Zum Inhalt springen

Herrschaft

aus Wikipedia, der freien Enzyklopädie
Dies ist eine alte Version dieser Seite, zuletzt bearbeitet am 9. April 2004 um 21:16 Uhr durch AlexR (Diskussion | Beiträge) (Aküs). Sie kann sich erheblich von der aktuellen Version unterscheiden.

Der Begriff wird in den Sozialwissenschaften häufig in Anlehnung an Max Weber verwendet, der ihn in wie folgt definiert: "Herrschaft soll heißen die Chance für einen Befehl bestimmten Inhalts bei angebbaren Personen Gehorsam zu finden", im Unterschied hierzu ist die Definition von Macht bei Weber weniger konkret. Herrschaft unterscheidet sich von Macht dadurch, dass sie legitimiert ist.

Weber unterscheidet drei Idealtypen von Herrschaft:

  • rationale Herrschaft, die auf dem Glauben der an die Legalität gesatzter Ordnungen (zum Beispiel Gesetze) ruht, Beispiel: Bürokratie
  • traditionale Herrschaft, die auf dem Alltagsglauben an die Heiligkeit von jeher geltender Traditionen und der Legitimität der durch sie Berufenen ruht, Beispiel: Patriarchat, Feudalismus
  • charismatische Herrschaft, die auf der außeralltäglichen Hingabe an die Heiligkeit oder Heldenkraft oder die Vorbildlichkeit einer Person und der durch sie geschaffenen Ordnung ruht. Sie versachlicht sich stets in eine rationale oder traditionale Herrschaft, Beispiel: Prophet

Herrschaft steht im Gegensatz zur Anarchie im Sinne von Immanuel Kant.

Die Definition von Max Weber widerspricht Karl Marx, dessen Herrschaftsbegriff auf Macht basierte. Der Begriff von Max Weber ähnelt eher dem Gesellschaftsvertrag. Wichtig ist daher, dass bei einer Herrschaft die Beteiligten sich mehr oder weniger freiwillig der Herrschaft unterordnen, im Gegensatz zu Macht, bei der die Interessen der Herrschenden und Beherrschten sich gegenüberstehen können (aber nicht müssen). Damit entspricht die sozialwissenschaftliche Verwendung des Begriffs Herrschaft nicht immer dem alltäglichen Verständnis von Herrschaft.

Ein gutes Beispiel ist die Gerontokratie, die Herrschaft der Ältesten. Sie gehört zur traditionalen Herrschaft. Die Ältesten besitzen hierbei die Herrschaft beispielsweise eines Stammes, ihre Legitimation entspringt ihrer Kenntnis der Traditionen, und ihre Macht über den Stamm ist begrenzt wiederum durch die Tradition, da diese ihre Macht legitimieren.

Historisch nicht selten ist eine Doppelherrschaft: zum Beispiel das Doppelkönigtum der Römer und Sabiner, ebenso in Sparta; monarchieähnlich ist auch die doppelte Staatsspitze des heutigen Andorra ausgestaltet. Auch eine Doppelspitze von Republiken kommt vor (Zwei Schofeten im antiken Karthago, zwei Konsuln im antiken Römischen Reich, zwei Staatsoberhäupter im heutigen San Marino. Im heutigen deutschen Privatrecht kommt sie oft in der Offenen Handelsgesellschaft oder in der Gesellschaft bürgerlichen Rechts vor - dort auch mehrköpfige Herrschaftsformen.
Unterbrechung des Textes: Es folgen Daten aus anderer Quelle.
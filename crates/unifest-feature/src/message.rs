//! Transient messages shown in a snackbar.

use strum::Display;

#[derive(Debug, Clone, Copy, PartialEq, Eq, Display)]
pub enum UiMessage {
  #[strum(to_string = "관심 부스에 추가되었어요")]
  BoothBookmarked,
  #[strum(to_string = "관심 부스에서 삭제되었어요")]
  BoothBookmarkRemoved,
  #[strum(to_string = "관심 축제에 추가되었어요")]
  FestivalLiked,
}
Der Mensch glaubt manchmal, er sei zum Besitzer, zum Herrscher erhoben worden. Das ist ein Irrtum. Er ist nur ein Teil des Ganzen. Seine Aufgabe ist die eines Hüters, eines Verwalters, nicht die eines Ausbeuters. Der Mensch hat Verantwortung, nicht Macht. (Oren Lyons,Häuptling der Onondaga-Nation)


Quellen

Max Weber: Wirtschaft und Gesellschaft. Tübingen, 1985. Kapitel 1, Paragraph 16; Kapitel 3.